(Stored data entries)
☆ ☆ ☆ ☆ ☆ ☆ ☆

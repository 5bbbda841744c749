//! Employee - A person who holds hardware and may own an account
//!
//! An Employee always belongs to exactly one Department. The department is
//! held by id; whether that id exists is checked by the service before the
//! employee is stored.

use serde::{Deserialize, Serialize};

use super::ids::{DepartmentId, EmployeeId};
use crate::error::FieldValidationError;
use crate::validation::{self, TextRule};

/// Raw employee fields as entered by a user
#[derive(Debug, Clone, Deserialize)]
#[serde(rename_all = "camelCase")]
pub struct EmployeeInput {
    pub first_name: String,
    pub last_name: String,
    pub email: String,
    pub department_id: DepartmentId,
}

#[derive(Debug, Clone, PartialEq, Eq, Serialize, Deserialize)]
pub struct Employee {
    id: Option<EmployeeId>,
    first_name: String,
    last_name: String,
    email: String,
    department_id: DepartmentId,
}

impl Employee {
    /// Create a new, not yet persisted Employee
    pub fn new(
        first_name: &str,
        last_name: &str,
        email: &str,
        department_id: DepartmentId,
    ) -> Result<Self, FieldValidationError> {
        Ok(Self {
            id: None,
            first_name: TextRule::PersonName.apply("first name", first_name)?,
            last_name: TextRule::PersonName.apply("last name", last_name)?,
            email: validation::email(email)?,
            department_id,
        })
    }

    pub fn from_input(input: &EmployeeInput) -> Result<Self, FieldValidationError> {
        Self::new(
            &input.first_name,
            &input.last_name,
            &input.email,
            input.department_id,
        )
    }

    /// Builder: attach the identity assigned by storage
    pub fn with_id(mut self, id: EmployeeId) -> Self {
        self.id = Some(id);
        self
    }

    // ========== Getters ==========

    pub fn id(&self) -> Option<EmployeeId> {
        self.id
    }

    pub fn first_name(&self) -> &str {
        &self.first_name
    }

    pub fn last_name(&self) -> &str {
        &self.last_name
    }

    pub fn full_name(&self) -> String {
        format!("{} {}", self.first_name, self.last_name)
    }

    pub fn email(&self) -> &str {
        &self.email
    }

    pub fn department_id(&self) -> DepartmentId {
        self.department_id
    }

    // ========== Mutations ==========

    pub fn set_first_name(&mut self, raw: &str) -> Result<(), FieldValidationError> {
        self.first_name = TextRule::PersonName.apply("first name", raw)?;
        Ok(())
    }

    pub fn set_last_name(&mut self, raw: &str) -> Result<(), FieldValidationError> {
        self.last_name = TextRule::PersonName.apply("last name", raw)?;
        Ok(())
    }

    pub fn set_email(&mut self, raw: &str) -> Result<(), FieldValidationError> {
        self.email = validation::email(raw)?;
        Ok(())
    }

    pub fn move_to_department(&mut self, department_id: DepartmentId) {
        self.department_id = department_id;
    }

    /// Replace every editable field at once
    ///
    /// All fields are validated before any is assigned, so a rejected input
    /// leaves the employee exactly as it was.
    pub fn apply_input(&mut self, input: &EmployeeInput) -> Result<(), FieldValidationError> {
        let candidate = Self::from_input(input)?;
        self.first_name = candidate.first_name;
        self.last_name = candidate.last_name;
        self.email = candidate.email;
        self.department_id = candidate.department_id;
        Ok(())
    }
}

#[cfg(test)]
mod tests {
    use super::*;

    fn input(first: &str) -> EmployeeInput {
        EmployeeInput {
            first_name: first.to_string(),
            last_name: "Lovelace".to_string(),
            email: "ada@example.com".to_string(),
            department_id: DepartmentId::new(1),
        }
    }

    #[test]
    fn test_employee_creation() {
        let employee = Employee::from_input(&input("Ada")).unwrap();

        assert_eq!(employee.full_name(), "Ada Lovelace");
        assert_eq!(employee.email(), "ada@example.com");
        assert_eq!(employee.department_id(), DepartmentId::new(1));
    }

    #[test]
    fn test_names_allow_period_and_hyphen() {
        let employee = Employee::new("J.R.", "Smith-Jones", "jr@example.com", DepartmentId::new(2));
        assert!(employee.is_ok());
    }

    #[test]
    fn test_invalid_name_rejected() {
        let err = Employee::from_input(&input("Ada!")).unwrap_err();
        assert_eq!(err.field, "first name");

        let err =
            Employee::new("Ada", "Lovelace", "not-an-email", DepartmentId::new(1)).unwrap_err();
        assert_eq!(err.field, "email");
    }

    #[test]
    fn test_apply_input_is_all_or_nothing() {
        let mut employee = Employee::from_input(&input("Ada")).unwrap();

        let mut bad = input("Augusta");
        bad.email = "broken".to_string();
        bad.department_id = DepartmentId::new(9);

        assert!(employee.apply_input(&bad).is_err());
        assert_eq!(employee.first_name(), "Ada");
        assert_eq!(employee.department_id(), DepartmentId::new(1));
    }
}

☆ ☆ ☆ ☆ ☆ ☆ ☆

* _Problem description_
Looking only at the data above, say how many of its lines contain the string "struct", and nothing more.

* _Exercise result_
2